Tributes left at a memorial for Asad Shah, who was killed in what police are treating as a ‘religiously prejudiced’ attack. Photograph: John Linton/PA

Some of Samia Sultan’s neighbours don’t greet her any more, and sometimes it’s hard for her to understand why. Sultan, a dentist, lives in Glasgow, in an area of the city that is – like most Muslim populations in the UK – majority Sunni. But Sultan isn’t Sunni: she is Ahmadi. And that is the source of the problem.

“My neighbours were fine, but when they came to know I was Ahmadi, their attitude changed,” Sultan explains. It is a bright morning in Glasgow, but the boredom of the school holidays is beginning to bite, and her daughters are impatient to borrow her smartphone so that they can use its stopwatch to time their game. Sultan passes her palm gently over her older daughter’s hair as she sends her back out to play. “They would no longer reply to my greeting As-salāmu ‘alaykum [peace be upon you]” with Wa’alaykumu s-salām [and upon you peace].”
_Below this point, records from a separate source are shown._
use std::path::{Path, PathBuf};

use anyhow::{Context, Result, bail};
use serde::{Deserialize, Serialize};

/// Config file read from the working directory when present.
pub const DEFAULT_CONFIG_FILE: &str = "credit-dash.json";
/// Points at an alternative config file.
pub const CONFIG_ENV: &str = "CREDIT_DASH_CONFIG";
/// Overrides `data_path`.
pub const DATA_ENV: &str = "CREDIT_DASH_DATA";

/// Source encoding for "not currently employed" in `DAYS_EMPLOYED`.
pub const EMPLOYMENT_SENTINEL_DAYS: f64 = 365_243.0;

// ---------------------------------------------------------------------------
// Dashboard configuration
// ---------------------------------------------------------------------------

#[derive(Debug, Clone, PartialEq, Serialize, Deserialize)]
#[serde(default)]
pub struct DashboardConfig {
    /// Applicant table (.csv, .parquet/.pq or .json).
    pub data_path: PathBuf,
    /// Divisor turning day counts into years.
    pub days_per_year: f64,
    /// Raw `DAYS_EMPLOYED` value meaning "not employed".
    pub employment_sentinel_days: Option<f64>,
    /// Employment durations above this are treated as placeholders.
    pub max_employment_years: f64,
    /// Bin count of the employment histogram.
    pub histogram_bins: usize,
    /// Upper bound on points drawn over the age distribution.
    pub max_scatter_points: usize,
    /// Filters applied as soon as the dataset is loaded.
    pub preset_filters: Vec<PresetFilter>,
}

impl Default for DashboardConfig {
    fn default() -> Self {
        Self {
            data_path: PathBuf::from("data/application_train.csv"),
            days_per_year: 365.0,
            employment_sentinel_days: Some(EMPLOYMENT_SENTINEL_DAYS),
            max_employment_years: 60.0,
            histogram_bins: 30,
            max_scatter_points: 2_000,
            preset_filters: Vec::new(),
        }
    }
}

/// A filter named by attribute text, resolved against the dataset at startup.
#[derive(Debug, Clone, PartialEq, Serialize, Deserialize)]
#[serde(tag = "kind", rename_all = "snake_case")]
pub enum PresetFilter {
    Range {
        attribute: String,
        min: f64,
        max: f64,
    },
    Categories {
        attribute: String,
        values: Vec<String>,
    },
}

impl DashboardConfig {
    /// Resolve the configuration: explicit `CREDIT_DASH_CONFIG` file, else
    /// `credit-dash.json` if it exists, else defaults. `CREDIT_DASH_DATA`
    /// wins over the file's `data_path`.
    pub fn load() -> Result<Self> {
        let mut config = match std::env::var_os(CONFIG_ENV) {
            Some(path) => Self::from_file(Path::new(&path))?,
            None if Path::new(DEFAULT_CONFIG_FILE).is_file() => {
                Self::from_file(Path::new(DEFAULT_CONFIG_FILE))?
            }
            None => {
                log::debug!("No config file found, using defaults");
                Self::default()
            }
        };

        if let Some(path) = std::env::var_os(DATA_ENV) {
            config.data_path = PathBuf::from(path);
        }

        config.validate()?;
        Ok(config)
    }

    pub fn from_file(path: &Path) -> Result<Self> {
        let text = std::fs::read_to_string(path)
            .with_context(|| format!("reading config file {}", path.display()))?;
        let config: DashboardConfig = serde_json::from_str(&text)
            .with_context(|| format!("parsing config file {}", path.display()))?;
        log::info!("Loaded configuration from {}", path.display());
        Ok(config)
    }

    pub fn validate(&self) -> Result<()> {
        if !(self.days_per_year.is_finite() && self.days_per_year > 0.0) {
            bail!("days_per_year must be positive, got {}", self.days_per_year);
        }
        if !(self.max_employment_years.is_finite() && self.max_employment_years > 0.0) {
            bail!(
                "max_employment_years must be positive, got {}",
                self.max_employment_years
            );
        }
        if self.histogram_bins == 0 {
            bail!("histogram_bins must be at least 1");
        }
        for preset in &self.preset_filters {
            if let PresetFilter::Range { attribute, min, max } = preset {
                if min > max {
                    bail!("preset range for {attribute} has min {min} > max {max}");
                }
            }
        }
        Ok(())
    }
}

#[cfg(test)]
mod tests {
    use super::*;

    #[test]
    fn partial_file_falls_back_to_defaults() {
        let config: DashboardConfig =
            serde_json::from_str(r#"{ "data_path": "loans.parquet", "histogram_bins": 12 }"#)
                .unwrap();
        assert_eq!(config.data_path, PathBuf::from("loans.parquet"));
        assert_eq!(config.histogram_bins, 12);
        assert_eq!(config.days_per_year, 365.0);
        assert_eq!(config.employment_sentinel_days, Some(EMPLOYMENT_SENTINEL_DAYS));
        assert!(config.validate().is_ok());
    }

    #[test]
    fn preset_filters_are_tagged() {
        let config: DashboardConfig = serde_json::from_str(
            r#"{
                "preset_filters": [
                    { "kind": "range", "attribute": "income_total", "min": 0, "max": 500000 },
                    { "kind": "categories", "attribute": "CODE_GENDER", "values": ["F"] }
                ]
            }"#,
        )
        .unwrap();
        assert_eq!(
            config.preset_filters,
            vec![
                PresetFilter::Range {
                    attribute: "income_total".into(),
                    min: 0.0,
                    max: 500_000.0
                },
                PresetFilter::Categories {
                    attribute: "CODE_GENDER".into(),
                    values: vec!["F".into()]
                },
            ]
        );
    }

    #[test]
    fn invalid_values_are_rejected() {
        let config = DashboardConfig {
            days_per_year: 0.0,
            ..Default::default()
        };
        assert!(config.validate().is_err());

        let config = DashboardConfig {
            preset_filters: vec![PresetFilter::Range {
                attribute: "age_years".into(),
                min: 50.0,
                max: 20.0,
            }],
            ..Default::default()
        };
        assert!(config.validate().is_err());
    }

    #[test]
    fn missing_config_file_is_an_error() {
        let err = DashboardConfig::from_file(Path::new("does/not/exist.json")).unwrap_err();
        assert!(format!("{err:#}").contains("reading config file"));
    }
}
At first hearing, it seems almost negligible; a petty withholding. But this doorstep refusal to return the universal Muslim greeting is blunt in its intended humiliation: a denial of the basic vocabulary of belonging. Sultan shrugs lightly. “We can’t stop it by ourselves and we are taught to bear hardship with patience, so we try to be friendly.” She pauses. “But it is hard. Sometimes you think: what is wrong with me?”

The answer to that question is a complicated one, with roots in theology and Pakistani history. But whatever its origins, it has recently come to seem more urgent than ever. When Asad Shah, a popular shopkeeper living in the multicultural Shawlands area of Glasgow, was fatally stabbed outside his newsagents on the night before Good Friday, the initial local presumption was that this had been a white-on-black hate crime. A candlelit vigil, organised by two local women – one Muslim and one Christian – the day after the killing, was publicised on social media under the hashtag #thisisnotwhoweare.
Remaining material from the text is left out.